== Segment start ==

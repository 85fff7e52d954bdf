//! Positional paths
//!
//! A path is the list of sibling indices to descend from a node's local
//! root (the nearest ancestor without a parent) down to the node. The
//! root's own position is not part of the path, so the root itself has the
//! empty path.
//!
//! Paths are what crosses the wire instead of node ids: a peer holding a
//! structurally identical tree resolves the same indices to the same node.
//! They are recomputed on every call; any insert or remove under an
//! ancestor invalidates paths derived before it.

use crate::arena::DomArena;
use crate::error::Result;
use crate::types::NodeId;
use serde::{Deserialize, Serialize};
use smallvec::SmallVec;
use std::fmt;

#[derive(Debug, Clone, Default, PartialEq, Eq, Hash, Serialize, Deserialize)]
#[serde(transparent)]
pub struct Path(SmallVec<[u32; 8]>);

impl Path {
    pub fn root() -> Self {
        Self::default()
    }

    /// Walk parent links upward, counting preceding siblings at each level.
    pub fn derive(arena: &DomArena, node_id: NodeId) -> Result<Self> {
        let mut indices = SmallVec::<[u32; 8]>::new();
        let mut current = node_id;

        while let Some(parent) = arena.get(current)?.parent {
            indices.push(arena.sibling_index(current)? as u32);
            current = parent;
        }

        indices.reverse();
        Ok(Self(indices))
    }

    /// Descend from `root`. `None` means the path is stale for this tree.
    pub fn resolve(&self, arena: &DomArena, root: NodeId) -> Option<NodeId> {
        if !arena.contains(root) {
            return None;
        }
        self.0.iter().try_fold(root, |current, &index| {
            arena.nth_child(current, index as usize)
        })
    }

    pub fn indices(&self) -> &[u32] {
        &self.0
    }

    pub fn is_root(&self) -> bool {
        self.0.is_empty()
    }
}

impl From<Vec<u32>> for Path {
    fn from(indices: Vec<u32>) -> Self {
        Self(SmallVec::from_vec(indices))
    }
}

impl From<&[u32]> for Path {
    fn from(indices: &[u32]) -> Self {
        Self(SmallVec::from_slice(indices))
    }
}

impl fmt::Display for Path {
    fn fmt(&self, f: &mut fmt::Formatter<'_>) -> fmt::Result {
        if self.0.is_empty() {
            return f.write_str("/");
        }
        for index in &self.0 {
            write!(f, "/{}", index)?;
        }
        Ok(())
    }
}
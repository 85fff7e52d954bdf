//! Node handles
//!
//! [`NodeRef`] is a copyable read cursor; [`NodeMut`] is the only way to
//! edit a tracked document. Both borrow the owning [`Document`], which is
//! where the changelog lives, so there is no shared mutable log threaded
//! through every handle: holding a `NodeMut` *is* holding the log.

use crate::document::Document;
use crate::error::Result;
use crate::patch::{PatchOp, PatchRecord};
use crate::path::Path;
use crate::types::{DomNode, NodeId, NodeType};
use crate::utils;

/// Read-only view of one node
#[derive(Debug, Clone, Copy)]
pub struct NodeRef<'a> {
    doc: &'a Document,
    id: NodeId,
    node: &'a DomNode,
}

impl<'a> NodeRef<'a> {
    pub(crate) fn new(doc: &'a Document, id: NodeId) -> Result<Self> {
        let node = doc.arena().get(id)?;
        Ok(Self { doc, id, node })
    }

    pub fn id(&self) -> NodeId {
        self.id
    }

    pub fn node(&self) -> &'a DomNode {
        self.node
    }

    pub fn node_type(&self) -> NodeType {
        self.node.node_type
    }

    pub fn tag_name(&self) -> Option<&'a str> {
        self.node.tag_name()
    }

    pub fn attr(&self, key: &str) -> Option<&'a str> {
        self.node.attr(key)
    }

    pub fn parent(&self) -> Option<NodeRef<'a>> {
        self.node
            .parent
            .and_then(|parent| NodeRef::new(self.doc, parent).ok())
    }

    /// Children in document order. Lazy, and every call starts over.
    pub fn children(&self) -> impl Iterator<Item = NodeRef<'a>> + 'a {
        let doc = self.doc;
        doc.arena()
            .children(self.id)
            .filter_map(move |child| NodeRef::new(doc, child).ok())
    }

    pub fn child_count(&self) -> usize {
        self.doc.arena().child_count(self.id)
    }

    /// For a document node, its `<body>`; for anything else, itself.
    ///
    /// The body is looked up among the children of the document's first
    /// element (the `<html>` element). If there is none the document handle
    /// itself comes back, so callers must tolerate a no-op result.
    pub fn body(self) -> NodeRef<'a> {
        if self.node_type() != NodeType::Document {
            return self;
        }
        self.children()
            .find(|child| child.node.is_element())
            .and_then(|html| html.children().find(|c| c.tag_name() == Some("body")))
            .unwrap_or(self)
    }

    /// First direct child whose `id` attribute equals `id`.
    ///
    /// Only direct children are searched, not the whole subtree.
    pub fn by_id(&self, id: &str) -> Option<NodeRef<'a>> {
        self.children().find(|child| child.attr("id") == Some(id))
    }

    /// Positional path from this node's local root
    pub fn path(&self) -> Result<Path> {
        Path::derive(self.doc.arena(), self.id)
    }

    pub fn text_content(&self) -> Result<String> {
        utils::get_text_content(self.doc.arena(), self.id)
    }

    pub fn render(&self) -> Result<String> {
        self.doc.render_node(self.id)
    }
}
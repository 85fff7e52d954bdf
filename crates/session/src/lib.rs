//! Sync Sessions - serve tracked documents over WebSocket
//!
//! A server owns one [`dom::Document`] per connected client. Client events
//! run application handlers against it; the edits they record are flushed
//! back as one JSON batch per event, and the client replays them on its own
//! copy of the same template.
//!
//! ```text
//! client ── {"type":"click","message":"increment"} ──► SyncSession
//!                                                         │ HandlerSet::dispatch
//!                                                         ▼
//! ReplicaClient ◄──── [{"path":[..],"insertChild":..}] ── Changelog
//! ```

pub mod error;
pub mod events;
pub mod handler;
pub mod protocol;
pub mod replica;
pub mod server;
pub mod session;

pub use error::{Result, SessionError};
pub use events::{EventBus, SessionEvent};
pub use handler::{FnHandler, HandlerSet, TriggerHandler};
pub use protocol::{PatchBatch, TriggerEvent};
pub use replica::ReplicaClient;
pub use server::{SessionInfo, SyncServer};
pub use session::{ServerConfig, SyncSession, DEFAULT_TEMPLATE};
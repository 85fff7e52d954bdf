//! Markup Serializer - render a subtree back to HTML text
//!
//! This is the inverse of [`crate::parser::DomParser`]: `insertChild`
//! patches carry the inserted subtree as markup, and the receiving side
//! re-parses it with the same parser.

use crate::arena::DomArena;
use crate::error::Result;
use crate::types::*;
use crate::utils::{escape_attr, escape_text};

/// Elements that never have children or an end tag
pub const VOID_ELEMENTS: &[&str] = &[
    "area", "base", "br", "col", "embed", "hr", "img", "input", "link", "meta", "source", "track",
    "wbr",
];

/// Elements whose content is raw text (no escaping, no child markup)
pub const RAW_TEXT_ELEMENTS: &[&str] = &["script", "style"];

pub fn is_void(tag: &str) -> bool {
    VOID_ELEMENTS.contains(&tag)
}

pub fn is_raw_text(tag: &str) -> bool {
    RAW_TEXT_ELEMENTS.contains(&tag)
}

/// DOM Tree Serializer
#[derive(Debug, Clone, Copy, Default)]
pub struct MarkupSerializer;

enum Step {
    Open(NodeId),
    Close(NodeId),
}

impl MarkupSerializer {
    pub fn new() -> Self {
        Self
    }

    /// Render a subtree to markup text
    pub fn render(&self, arena: &DomArena, node_id: NodeId) -> Result<String> {
        let mut output = String::with_capacity(256);
        self.render_into(arena, node_id, &mut output)?;
        Ok(output)
    }

    /// Render children only, e.g. the inner markup of an element
    pub fn render_children(&self, arena: &DomArena, node_id: NodeId) -> Result<String> {
        let mut output = String::with_capacity(256);
        for child in arena.children(node_id) {
            self.render_into(arena, child, &mut output)?;
        }
        Ok(output)
    }

    /// Iterative: an explicit stack of open/close steps instead of recursion
    pub fn render_into(&self, arena: &DomArena, node_id: NodeId, output: &mut String) -> Result<()> {
        let mut stack = vec![Step::Open(node_id)];

        while let Some(step) = stack.pop() {
            match step {
                Step::Open(id) => {
                    let node = arena.get(id)?;
                    match node.node_type {
                        NodeType::Element => {
                            output.push('<');
                            output.push_str(&node.node_name);
                            for attr in &node.attributes {
                                output.push(' ');
                                output.push_str(&attr.key);
                                output.push_str("=\"");
                                output.push_str(&escape_attr(&attr.value));
                                output.push('"');
                            }
                            output.push('>');

                            if is_void(&node.node_name) {
                                continue;
                            }
                            stack.push(Step::Close(id));
                            push_children(arena, node, &mut stack)?;
                        }
                        NodeType::Text => {
                            // A text node rendered on its own is re-parsed
                            // outside its raw-text parent, so it must be escaped
                            let raw = id != node_id
                                && node
                                    .parent
                                    .and_then(|p| arena.get(p).ok())
                                    .and_then(|p| p.tag_name())
                                    .is_some_and(is_raw_text);
                            if raw {
                                output.push_str(&node.node_value);
                            } else {
                                output.push_str(&escape_text(&node.node_value));
                            }
                        }
                        NodeType::Comment => {
                            output.push_str("<!--");
                            output.push_str(&node.node_value);
                            output.push_str("-->");
                        }
                        NodeType::DocumentType => {
                            output.push_str("<!DOCTYPE ");
                            output.push_str(&node.node_name);
                            output.push('>');
                        }
                        NodeType::Document | NodeType::DocumentFragment => {
                            push_children(arena, node, &mut stack)?;
                        }
                    }
                }
                Step::Close(id) => {
                    output.push_str("</");
                    output.push_str(&arena.get(id)?.node_name);
                    output.push('>');
                }
            }
        }

        Ok(())
    }
}

fn push_children(arena: &DomArena, node: &DomNode, stack: &mut Vec<Step>) -> Result<()> {
    let mut cursor = node.last_child;
    while let Some(child_id) = cursor {
        stack.push(Step::Open(child_id));
        cursor = arena.get(child_id)?.prev_sibling;
    }
    Ok(())
}
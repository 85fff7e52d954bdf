//! Error types for DOM operations
//!
//! Simple, flat error hierarchy. No over-engineering.

use crate::path::Path;
use thiserror::Error;

pub type Result<T> = std::result::Result<T, DomError>;

#[derive(Debug, Error)]
pub enum DomError {
    #[error("Node not found: {0}")]
    NodeNotFound(u32),

    #[error("Invalid node type: expected {expected}, got {actual}")]
    InvalidNodeType { expected: String, actual: String },

    #[error("Cannot insert node {child} under {parent}: would create a cycle")]
    CycleDetected { parent: u32, child: u32 },

    #[error("Markup parse error at byte {offset}: {message}")]
    Parse { offset: usize, message: String },

    #[error("Maximum nesting depth exceeded: {current} > {max}")]
    MaxDepthExceeded { current: usize, max: usize },

    #[error("No node at path {0}")]
    StalePath(Path),

    #[error("Patch {index} rejected: {source}")]
    PatchRejected {
        index: usize,
        #[source]
        source: Box<DomError>,
    },

    #[error("JSON error: {0}")]
    Json(#[from] serde_json::Error),
}
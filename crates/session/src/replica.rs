//! Replica Client - the receiving end of a sync session
//!
//! Holds its own copy of the template and replays every batch the server
//! sends back. This is what a thin browser client does, minus the browser.

use dom::Document;
use futures_util::{SinkExt, StreamExt};
use tokio::net::TcpStream;
use tokio_tungstenite::tungstenite::Message;
use tokio_tungstenite::{connect_async, MaybeTlsStream, WebSocketStream};
use url::Url;

use crate::error::{Result, SessionError};
use crate::protocol::{decode_batch, PatchBatch, TriggerEvent};

type WsStream = WebSocketStream<MaybeTlsStream<TcpStream>>;

pub struct ReplicaClient {
    ws: WsStream,
    document: Document,
}

impl ReplicaClient {
    /// Connect to a sync server. `template` must be the markup the server
    /// seeds its sessions with.
    pub async fn connect(ws_url: &str, template: &str) -> Result<Self> {
        Self::connect_with(ws_url, Document::parse(template)?).await
    }

    /// Connect with an already parsed replica document
    pub async fn connect_with(ws_url: &str, document: Document) -> Result<Self> {
        let url = validate_url(ws_url)?;
        let (ws, _) = connect_async(url.as_str()).await?;
        tracing::info!("Replica connected to {}", url);

        Ok(Self { ws, document })
    }

    pub fn document(&self) -> &Document {
        &self.document
    }

    /// Send one trigger and apply the batch it produces.
    ///
    /// Returns the number of records applied. A record that no longer fits
    /// the replica comes back as [`SessionError::Dom`]; records before it
    /// stay applied.
    pub async fn trigger(&mut self, event: &TriggerEvent) -> Result<usize> {
        self.ws.send(Message::Text(event.encode()?)).await?;

        let batch = self.next_batch().await?;
        self.document.apply_batch(&batch)?;
        Ok(batch.len())
    }

    async fn next_batch(&mut self) -> Result<PatchBatch> {
        loop {
            match self.ws.next().await {
                Some(Ok(Message::Text(text))) => return decode_batch(&text),
                Some(Ok(Message::Close(_))) | None => return Err(SessionError::Closed),
                Some(Ok(_)) => continue,
                Some(Err(e)) => return Err(e.into()),
            }
        }
    }

    pub async fn close(mut self) -> Result<()> {
        self.ws.close(None).await?;
        Ok(())
    }
}

fn validate_url(ws_url: &str) -> Result<Url> {
    let url = Url::parse(ws_url).map_err(|e| SessionError::InvalidUrl(format!("{}: {}", ws_url, e)))?;
    match url.scheme() {
        "ws" | "wss" => Ok(url),
        other => Err(SessionError::InvalidUrl(format!(
            "{}: unsupported scheme `{}`",
            ws_url, other
        ))),
    }
}

#[cfg(test)]
mod tests {
    use super::*;

    #[test]
    fn test_validate_url() {
        assert!(validate_url("ws://127.0.0.1:8080").is_ok());
        assert!(validate_url("wss://example.com/sync").is_ok());
        assert!(matches!(
            validate_url("http://example.com"),
            Err(SessionError::InvalidUrl(_))
        ));
        assert!(matches!(
            validate_url("not a url"),
            Err(SessionError::InvalidUrl(_))
        ));
    }

    #[tokio::test]
    async fn test_connect_rejects_bad_template() {
        let result = ReplicaClient::connect("ws://127.0.0.1:1", "<div").await;
        assert!(matches!(result, Err(SessionError::Dom(_))));
    }
}
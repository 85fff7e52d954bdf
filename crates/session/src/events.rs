//! Event Bus - session lifecycle notifications
//!
//! Observers such as the demo binaries subscribe here. Nothing in the sync
//! path waits on a subscriber.

use serde::{Deserialize, Serialize};
use tokio::sync::broadcast;
use uuid::Uuid;

/// Session lifecycle events
#[derive(Debug, Clone, PartialEq, Eq, Serialize, Deserialize)]
pub enum SessionEvent {
    Connected { session_id: Uuid, peer: String },
    Flushed { session_id: Uuid, records: usize },
    Disconnected { session_id: Uuid },
    Failed { session_id: Uuid, reason: String },
}

/// Simple event bus using tokio broadcast channel
#[derive(Debug, Clone)]
pub struct EventBus {
    tx: broadcast::Sender<SessionEvent>,
}

impl EventBus {
    pub fn new() -> Self {
        let (tx, _) = broadcast::channel(1024);
        Self { tx }
    }

    /// Publish an event
    pub fn publish(&self, event: SessionEvent) {
        let _ = self.tx.send(event); // Ignore error if no subscribers
    }

    /// Subscribe to events
    pub fn subscribe(&self) -> broadcast::Receiver<SessionEvent> {
        self.tx.subscribe()
    }
}

impl Default for EventBus {
    fn default() -> Self {
        Self::new()
    }
}

#[cfg(test)]
mod tests {
    use super::*;

    #[tokio::test]
    async fn test_event_bus() {
        let bus = EventBus::new();
        let mut rx = bus.subscribe();
        let session_id = Uuid::now_v7();

        bus.publish(SessionEvent::Flushed {
            session_id,
            records: 2,
        });

        match rx.recv().await {
            Ok(SessionEvent::Flushed { records: 2, .. }) => {}
            other => panic!("Expected Flushed event, got {:?}", other),
        }
    }

    #[test]
    fn test_publish_without_subscribers() {
        EventBus::new().publish(SessionEvent::Disconnected {
            session_id: Uuid::now_v7(),
        });
    }
}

== Segment end ==

Copy the lines from the start of the data verbatim, stopping after the line containing "at each level.".

Written response >>
repository 85fff7e52d954bdf
//! Positional paths
//!
//! A path is the list of sibling indices to descend from a node's local
//! root (the nearest ancestor without a parent) down to the node. The
//! root's own position is not part of the path, so the root itself has the
//! empty path.
//!
//! Paths are what crosses the wire instead of node ids: a peer holding a
//! structurally identical tree resolves the same indices to the same node.
//! They are recomputed on every call; any insert or remove under an
//! ancestor invalidates paths derived before it.

use crate::arena::DomArena;
use crate::error::Result;
use crate::types::NodeId;
use serde::{Deserialize, Serialize};
use smallvec::SmallVec;
use std::fmt;

#[derive(Debug, Clone, Default, PartialEq, Eq, Hash, Serialize, Deserialize)]
#[serde(transparent)]
pub struct Path(SmallVec<[u32; 8]>);

impl Path {
    pub fn root() -> Self {
        Self::default()
    }

    /// Walk parent links upward, counting preceding siblings at each level.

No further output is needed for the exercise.